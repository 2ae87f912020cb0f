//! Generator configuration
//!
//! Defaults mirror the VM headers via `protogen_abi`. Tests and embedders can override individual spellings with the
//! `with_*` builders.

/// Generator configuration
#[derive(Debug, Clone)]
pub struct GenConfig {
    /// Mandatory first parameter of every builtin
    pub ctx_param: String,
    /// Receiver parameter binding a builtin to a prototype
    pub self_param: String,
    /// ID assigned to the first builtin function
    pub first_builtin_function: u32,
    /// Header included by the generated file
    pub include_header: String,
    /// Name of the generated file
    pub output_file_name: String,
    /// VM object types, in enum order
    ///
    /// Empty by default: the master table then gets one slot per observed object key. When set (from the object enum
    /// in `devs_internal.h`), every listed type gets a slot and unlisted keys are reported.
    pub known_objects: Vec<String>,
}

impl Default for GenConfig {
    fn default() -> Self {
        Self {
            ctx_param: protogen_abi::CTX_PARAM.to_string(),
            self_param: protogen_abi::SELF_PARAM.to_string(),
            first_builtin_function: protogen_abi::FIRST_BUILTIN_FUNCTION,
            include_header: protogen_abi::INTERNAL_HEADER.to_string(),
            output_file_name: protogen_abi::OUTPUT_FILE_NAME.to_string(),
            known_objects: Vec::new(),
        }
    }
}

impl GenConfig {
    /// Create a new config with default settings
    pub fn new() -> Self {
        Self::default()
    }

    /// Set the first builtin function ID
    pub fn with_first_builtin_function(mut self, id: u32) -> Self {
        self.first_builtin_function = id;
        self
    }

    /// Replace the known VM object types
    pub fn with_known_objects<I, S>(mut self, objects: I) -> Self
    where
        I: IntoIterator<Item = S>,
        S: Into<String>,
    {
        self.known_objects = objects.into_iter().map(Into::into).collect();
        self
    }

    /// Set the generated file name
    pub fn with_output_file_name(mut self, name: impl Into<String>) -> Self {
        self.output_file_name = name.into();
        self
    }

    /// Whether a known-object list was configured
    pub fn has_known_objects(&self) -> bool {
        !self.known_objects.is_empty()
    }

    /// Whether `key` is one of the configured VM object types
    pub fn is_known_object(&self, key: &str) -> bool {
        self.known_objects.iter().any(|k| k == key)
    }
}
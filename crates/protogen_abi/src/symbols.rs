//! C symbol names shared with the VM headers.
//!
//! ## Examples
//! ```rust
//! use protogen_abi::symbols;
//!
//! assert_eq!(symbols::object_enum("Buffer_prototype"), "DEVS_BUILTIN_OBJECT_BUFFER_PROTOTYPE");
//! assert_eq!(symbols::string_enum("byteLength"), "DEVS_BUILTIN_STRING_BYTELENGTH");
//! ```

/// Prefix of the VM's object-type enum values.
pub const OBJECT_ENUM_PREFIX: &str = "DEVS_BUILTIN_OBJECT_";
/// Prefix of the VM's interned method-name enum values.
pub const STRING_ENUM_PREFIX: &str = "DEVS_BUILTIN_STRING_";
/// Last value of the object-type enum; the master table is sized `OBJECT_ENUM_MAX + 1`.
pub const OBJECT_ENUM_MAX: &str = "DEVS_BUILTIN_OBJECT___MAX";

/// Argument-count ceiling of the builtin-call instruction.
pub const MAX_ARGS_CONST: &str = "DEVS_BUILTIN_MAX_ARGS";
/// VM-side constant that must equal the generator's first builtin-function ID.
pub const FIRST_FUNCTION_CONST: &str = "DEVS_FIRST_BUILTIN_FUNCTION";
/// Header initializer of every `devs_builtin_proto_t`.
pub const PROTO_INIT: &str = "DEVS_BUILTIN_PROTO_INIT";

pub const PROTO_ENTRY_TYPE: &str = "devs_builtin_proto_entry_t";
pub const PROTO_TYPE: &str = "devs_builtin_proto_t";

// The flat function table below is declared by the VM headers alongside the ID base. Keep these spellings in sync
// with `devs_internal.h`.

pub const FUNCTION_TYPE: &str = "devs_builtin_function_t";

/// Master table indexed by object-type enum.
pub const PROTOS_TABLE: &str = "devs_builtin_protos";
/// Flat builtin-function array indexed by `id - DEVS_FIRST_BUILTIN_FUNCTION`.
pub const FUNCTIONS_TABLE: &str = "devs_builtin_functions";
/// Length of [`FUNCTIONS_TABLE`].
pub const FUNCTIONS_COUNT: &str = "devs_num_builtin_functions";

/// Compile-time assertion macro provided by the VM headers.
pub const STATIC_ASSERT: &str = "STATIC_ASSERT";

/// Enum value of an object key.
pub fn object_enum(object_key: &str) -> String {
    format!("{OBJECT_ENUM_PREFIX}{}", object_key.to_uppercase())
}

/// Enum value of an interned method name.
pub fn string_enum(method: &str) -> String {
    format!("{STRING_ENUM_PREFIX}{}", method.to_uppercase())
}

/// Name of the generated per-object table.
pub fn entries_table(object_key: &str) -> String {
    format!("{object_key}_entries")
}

***

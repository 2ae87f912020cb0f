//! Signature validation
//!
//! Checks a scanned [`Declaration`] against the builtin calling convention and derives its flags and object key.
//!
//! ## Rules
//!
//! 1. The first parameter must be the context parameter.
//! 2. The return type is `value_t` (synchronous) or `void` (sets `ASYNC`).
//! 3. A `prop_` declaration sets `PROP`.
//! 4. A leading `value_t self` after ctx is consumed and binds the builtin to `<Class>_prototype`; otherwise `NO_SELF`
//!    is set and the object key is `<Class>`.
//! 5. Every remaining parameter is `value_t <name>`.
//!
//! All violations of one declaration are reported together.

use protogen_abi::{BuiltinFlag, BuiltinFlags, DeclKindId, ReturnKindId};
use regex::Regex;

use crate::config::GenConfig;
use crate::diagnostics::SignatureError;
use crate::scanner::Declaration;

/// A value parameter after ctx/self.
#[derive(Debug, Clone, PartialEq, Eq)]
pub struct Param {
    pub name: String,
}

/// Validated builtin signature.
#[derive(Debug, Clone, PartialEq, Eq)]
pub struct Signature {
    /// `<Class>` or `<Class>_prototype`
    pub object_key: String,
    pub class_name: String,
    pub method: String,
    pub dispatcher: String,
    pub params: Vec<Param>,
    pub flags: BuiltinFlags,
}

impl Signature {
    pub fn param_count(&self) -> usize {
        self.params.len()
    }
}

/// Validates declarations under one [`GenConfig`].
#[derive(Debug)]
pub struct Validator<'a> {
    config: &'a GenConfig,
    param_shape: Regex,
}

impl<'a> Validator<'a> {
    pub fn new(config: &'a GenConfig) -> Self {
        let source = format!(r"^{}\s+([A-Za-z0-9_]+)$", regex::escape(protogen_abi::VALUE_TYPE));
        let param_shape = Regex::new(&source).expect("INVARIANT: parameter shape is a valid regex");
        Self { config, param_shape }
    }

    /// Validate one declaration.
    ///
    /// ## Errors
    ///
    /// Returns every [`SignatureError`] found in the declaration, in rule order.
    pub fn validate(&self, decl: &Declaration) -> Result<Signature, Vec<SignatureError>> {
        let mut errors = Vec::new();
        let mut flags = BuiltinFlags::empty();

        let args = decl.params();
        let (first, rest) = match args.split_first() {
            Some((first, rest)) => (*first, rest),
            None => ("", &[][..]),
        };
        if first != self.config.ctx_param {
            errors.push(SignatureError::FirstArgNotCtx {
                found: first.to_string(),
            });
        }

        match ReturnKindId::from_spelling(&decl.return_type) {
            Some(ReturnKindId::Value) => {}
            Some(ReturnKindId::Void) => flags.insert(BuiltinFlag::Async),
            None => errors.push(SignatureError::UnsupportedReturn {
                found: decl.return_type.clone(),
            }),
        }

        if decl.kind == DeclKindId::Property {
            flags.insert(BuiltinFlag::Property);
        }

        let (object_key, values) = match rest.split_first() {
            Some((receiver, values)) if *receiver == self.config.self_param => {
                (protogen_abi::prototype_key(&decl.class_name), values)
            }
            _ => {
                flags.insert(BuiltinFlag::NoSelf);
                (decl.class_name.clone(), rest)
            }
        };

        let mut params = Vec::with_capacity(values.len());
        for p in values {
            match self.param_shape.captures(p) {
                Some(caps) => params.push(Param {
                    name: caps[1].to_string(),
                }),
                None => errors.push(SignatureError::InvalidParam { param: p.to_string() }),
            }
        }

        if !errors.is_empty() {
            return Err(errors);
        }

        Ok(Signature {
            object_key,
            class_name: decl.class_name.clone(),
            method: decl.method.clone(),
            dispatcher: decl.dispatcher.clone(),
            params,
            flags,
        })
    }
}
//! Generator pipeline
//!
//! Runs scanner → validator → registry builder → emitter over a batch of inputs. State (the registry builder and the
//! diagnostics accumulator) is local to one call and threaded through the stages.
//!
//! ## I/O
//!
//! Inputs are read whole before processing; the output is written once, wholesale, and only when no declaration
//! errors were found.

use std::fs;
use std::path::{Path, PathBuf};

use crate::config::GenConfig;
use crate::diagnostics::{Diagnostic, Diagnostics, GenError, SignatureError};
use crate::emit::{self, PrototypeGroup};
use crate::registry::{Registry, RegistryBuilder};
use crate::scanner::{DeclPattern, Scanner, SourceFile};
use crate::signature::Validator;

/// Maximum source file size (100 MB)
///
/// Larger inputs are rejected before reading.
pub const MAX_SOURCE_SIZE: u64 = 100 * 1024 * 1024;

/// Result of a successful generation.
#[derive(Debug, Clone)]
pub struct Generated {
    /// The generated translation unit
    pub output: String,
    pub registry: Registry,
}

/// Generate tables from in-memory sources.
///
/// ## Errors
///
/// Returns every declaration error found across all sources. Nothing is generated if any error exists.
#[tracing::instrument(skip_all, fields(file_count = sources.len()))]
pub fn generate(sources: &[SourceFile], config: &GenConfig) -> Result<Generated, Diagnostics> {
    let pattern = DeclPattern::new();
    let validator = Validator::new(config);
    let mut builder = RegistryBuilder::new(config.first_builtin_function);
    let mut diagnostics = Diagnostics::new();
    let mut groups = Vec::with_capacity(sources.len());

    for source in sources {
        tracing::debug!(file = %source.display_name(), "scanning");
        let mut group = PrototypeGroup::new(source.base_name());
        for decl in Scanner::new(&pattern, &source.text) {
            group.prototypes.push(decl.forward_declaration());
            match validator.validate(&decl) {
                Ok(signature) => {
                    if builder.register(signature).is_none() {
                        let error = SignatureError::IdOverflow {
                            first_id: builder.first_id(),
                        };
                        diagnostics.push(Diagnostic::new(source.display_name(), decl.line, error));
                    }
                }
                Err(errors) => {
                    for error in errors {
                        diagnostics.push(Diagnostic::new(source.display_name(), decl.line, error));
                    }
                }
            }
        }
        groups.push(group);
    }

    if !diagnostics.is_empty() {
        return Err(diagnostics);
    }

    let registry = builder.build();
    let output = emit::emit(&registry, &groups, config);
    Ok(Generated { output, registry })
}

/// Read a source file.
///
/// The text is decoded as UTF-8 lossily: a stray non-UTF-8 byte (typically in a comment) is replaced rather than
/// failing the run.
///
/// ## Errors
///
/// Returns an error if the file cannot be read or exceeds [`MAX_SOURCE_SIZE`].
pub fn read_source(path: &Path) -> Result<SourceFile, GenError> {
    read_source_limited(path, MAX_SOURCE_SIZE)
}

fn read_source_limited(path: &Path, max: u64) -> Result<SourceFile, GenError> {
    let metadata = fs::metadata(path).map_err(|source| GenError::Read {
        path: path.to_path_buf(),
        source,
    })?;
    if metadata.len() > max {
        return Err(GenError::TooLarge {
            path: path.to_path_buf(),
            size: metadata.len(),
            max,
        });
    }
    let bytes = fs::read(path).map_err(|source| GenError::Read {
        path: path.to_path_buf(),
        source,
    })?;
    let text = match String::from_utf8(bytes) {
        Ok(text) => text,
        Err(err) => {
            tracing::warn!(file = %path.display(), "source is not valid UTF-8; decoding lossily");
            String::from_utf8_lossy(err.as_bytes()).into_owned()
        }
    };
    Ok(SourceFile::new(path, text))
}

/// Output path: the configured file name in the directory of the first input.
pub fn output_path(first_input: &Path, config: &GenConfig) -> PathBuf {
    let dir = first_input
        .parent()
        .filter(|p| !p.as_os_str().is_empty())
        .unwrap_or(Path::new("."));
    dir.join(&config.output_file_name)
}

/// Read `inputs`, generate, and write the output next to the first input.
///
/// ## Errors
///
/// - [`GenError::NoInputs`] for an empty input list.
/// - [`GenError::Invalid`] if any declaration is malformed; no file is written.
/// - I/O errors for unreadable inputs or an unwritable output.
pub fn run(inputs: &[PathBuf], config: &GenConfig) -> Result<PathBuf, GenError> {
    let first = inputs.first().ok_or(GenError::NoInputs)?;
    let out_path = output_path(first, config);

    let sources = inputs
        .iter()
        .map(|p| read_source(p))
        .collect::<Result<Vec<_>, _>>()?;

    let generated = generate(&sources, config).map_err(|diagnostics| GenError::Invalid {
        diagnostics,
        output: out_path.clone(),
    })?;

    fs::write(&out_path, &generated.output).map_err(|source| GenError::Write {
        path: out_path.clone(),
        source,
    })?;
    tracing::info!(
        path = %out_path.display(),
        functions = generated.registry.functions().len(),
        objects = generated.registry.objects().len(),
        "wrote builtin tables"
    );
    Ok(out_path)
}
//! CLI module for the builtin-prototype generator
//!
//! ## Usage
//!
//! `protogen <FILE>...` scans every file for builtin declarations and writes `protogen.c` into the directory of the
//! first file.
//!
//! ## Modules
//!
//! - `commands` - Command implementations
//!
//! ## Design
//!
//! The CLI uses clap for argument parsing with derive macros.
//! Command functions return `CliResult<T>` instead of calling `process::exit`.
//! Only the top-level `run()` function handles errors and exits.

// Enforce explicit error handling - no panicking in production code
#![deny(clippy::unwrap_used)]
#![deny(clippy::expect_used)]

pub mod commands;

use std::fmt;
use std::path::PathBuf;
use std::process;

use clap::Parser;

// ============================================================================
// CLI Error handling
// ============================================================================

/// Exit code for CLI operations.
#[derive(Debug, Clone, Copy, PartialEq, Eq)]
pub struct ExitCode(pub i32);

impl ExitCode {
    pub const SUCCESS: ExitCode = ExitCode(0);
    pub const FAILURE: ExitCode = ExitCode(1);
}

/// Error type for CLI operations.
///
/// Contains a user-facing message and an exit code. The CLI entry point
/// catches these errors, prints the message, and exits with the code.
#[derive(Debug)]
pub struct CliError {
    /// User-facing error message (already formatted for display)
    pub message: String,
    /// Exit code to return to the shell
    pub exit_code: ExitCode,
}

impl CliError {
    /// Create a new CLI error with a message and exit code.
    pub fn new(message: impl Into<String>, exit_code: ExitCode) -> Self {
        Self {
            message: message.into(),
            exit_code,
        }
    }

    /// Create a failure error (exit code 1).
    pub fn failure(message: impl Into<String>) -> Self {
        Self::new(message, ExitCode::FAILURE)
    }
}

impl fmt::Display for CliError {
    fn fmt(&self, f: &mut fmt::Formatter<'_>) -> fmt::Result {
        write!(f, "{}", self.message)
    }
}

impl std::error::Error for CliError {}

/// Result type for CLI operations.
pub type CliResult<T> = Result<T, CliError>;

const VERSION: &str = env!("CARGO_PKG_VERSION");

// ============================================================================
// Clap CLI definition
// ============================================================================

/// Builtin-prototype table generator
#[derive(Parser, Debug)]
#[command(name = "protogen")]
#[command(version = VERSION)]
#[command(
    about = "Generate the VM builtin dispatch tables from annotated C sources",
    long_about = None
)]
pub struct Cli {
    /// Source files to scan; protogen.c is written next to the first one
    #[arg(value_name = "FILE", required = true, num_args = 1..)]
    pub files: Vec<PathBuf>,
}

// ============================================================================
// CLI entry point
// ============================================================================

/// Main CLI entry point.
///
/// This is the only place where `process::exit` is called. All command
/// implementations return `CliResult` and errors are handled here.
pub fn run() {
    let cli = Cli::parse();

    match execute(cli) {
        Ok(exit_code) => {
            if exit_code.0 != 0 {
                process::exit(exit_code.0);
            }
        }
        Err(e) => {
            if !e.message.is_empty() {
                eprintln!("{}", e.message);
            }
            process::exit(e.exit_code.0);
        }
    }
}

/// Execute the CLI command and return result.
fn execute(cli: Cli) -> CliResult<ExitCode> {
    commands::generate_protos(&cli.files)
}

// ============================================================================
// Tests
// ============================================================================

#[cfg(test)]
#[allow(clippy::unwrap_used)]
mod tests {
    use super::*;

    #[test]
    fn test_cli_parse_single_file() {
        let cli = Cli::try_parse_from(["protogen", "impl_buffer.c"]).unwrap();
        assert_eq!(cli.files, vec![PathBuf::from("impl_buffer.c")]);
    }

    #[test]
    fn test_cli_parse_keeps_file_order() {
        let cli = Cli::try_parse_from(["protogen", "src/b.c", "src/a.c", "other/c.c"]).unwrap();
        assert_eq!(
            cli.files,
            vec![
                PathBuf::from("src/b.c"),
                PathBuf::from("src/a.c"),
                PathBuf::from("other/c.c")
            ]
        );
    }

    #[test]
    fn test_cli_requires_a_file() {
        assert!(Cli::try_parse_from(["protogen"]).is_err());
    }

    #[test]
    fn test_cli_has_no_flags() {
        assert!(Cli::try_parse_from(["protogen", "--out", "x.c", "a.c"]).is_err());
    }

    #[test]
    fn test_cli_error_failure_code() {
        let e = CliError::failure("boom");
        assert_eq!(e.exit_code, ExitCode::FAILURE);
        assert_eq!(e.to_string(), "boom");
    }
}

***

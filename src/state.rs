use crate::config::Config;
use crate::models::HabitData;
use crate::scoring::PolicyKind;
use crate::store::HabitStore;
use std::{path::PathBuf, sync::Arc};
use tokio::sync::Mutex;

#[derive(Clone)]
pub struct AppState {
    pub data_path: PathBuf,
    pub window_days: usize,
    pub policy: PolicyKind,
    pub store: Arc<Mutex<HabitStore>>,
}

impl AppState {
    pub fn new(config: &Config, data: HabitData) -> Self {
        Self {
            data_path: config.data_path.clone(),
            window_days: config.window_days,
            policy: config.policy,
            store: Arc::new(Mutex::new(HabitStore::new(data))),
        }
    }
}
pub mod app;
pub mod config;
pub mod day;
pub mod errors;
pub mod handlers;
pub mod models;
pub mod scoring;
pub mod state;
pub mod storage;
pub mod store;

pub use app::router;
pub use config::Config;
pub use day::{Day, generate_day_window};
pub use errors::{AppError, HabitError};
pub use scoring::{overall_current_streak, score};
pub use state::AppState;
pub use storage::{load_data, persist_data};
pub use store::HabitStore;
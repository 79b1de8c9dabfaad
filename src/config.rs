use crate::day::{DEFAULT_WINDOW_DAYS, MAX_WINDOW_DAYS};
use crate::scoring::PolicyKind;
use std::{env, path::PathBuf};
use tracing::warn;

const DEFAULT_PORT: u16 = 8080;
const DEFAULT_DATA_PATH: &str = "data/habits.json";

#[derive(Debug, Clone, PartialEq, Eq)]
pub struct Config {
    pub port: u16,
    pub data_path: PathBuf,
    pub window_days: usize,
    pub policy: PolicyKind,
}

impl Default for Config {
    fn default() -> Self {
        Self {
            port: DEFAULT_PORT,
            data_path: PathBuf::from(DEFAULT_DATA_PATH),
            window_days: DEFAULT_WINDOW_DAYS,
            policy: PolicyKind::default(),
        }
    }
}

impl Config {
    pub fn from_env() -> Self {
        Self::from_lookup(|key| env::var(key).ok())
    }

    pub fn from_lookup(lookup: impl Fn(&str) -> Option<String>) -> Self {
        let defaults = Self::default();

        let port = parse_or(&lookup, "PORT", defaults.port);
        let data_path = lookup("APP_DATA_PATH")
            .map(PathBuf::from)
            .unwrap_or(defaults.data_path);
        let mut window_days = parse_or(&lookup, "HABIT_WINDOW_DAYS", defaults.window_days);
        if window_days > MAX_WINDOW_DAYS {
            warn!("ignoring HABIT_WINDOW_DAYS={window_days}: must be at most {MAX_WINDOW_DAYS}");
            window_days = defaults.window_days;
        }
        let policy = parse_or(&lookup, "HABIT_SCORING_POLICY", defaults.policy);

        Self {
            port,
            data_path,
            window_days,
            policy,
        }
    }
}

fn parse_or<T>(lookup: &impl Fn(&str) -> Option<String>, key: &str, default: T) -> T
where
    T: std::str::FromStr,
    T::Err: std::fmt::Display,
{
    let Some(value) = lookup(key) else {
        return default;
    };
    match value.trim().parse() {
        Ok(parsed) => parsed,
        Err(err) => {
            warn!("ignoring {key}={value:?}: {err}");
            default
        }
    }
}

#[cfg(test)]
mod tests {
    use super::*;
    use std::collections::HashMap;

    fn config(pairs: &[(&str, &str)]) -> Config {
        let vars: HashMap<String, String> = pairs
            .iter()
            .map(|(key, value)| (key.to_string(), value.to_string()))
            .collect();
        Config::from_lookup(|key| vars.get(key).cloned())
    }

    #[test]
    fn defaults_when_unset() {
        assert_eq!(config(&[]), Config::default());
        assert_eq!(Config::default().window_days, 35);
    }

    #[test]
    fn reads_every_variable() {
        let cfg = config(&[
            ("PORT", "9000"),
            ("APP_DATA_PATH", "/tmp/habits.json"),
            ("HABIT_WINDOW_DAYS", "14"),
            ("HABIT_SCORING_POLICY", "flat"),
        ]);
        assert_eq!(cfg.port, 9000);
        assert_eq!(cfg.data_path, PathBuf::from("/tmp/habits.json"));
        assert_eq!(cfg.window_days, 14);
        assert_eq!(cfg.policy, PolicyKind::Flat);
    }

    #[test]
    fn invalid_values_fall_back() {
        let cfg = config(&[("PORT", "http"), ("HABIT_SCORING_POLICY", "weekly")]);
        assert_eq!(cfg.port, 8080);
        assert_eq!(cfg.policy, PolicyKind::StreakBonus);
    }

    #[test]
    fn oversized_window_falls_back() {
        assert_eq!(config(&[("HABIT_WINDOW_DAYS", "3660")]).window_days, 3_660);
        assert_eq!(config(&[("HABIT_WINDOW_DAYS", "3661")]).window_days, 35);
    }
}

***

→ **Task**:
Return only the number of lines in the entries that contain the string "reported".

→ **Response area**:
2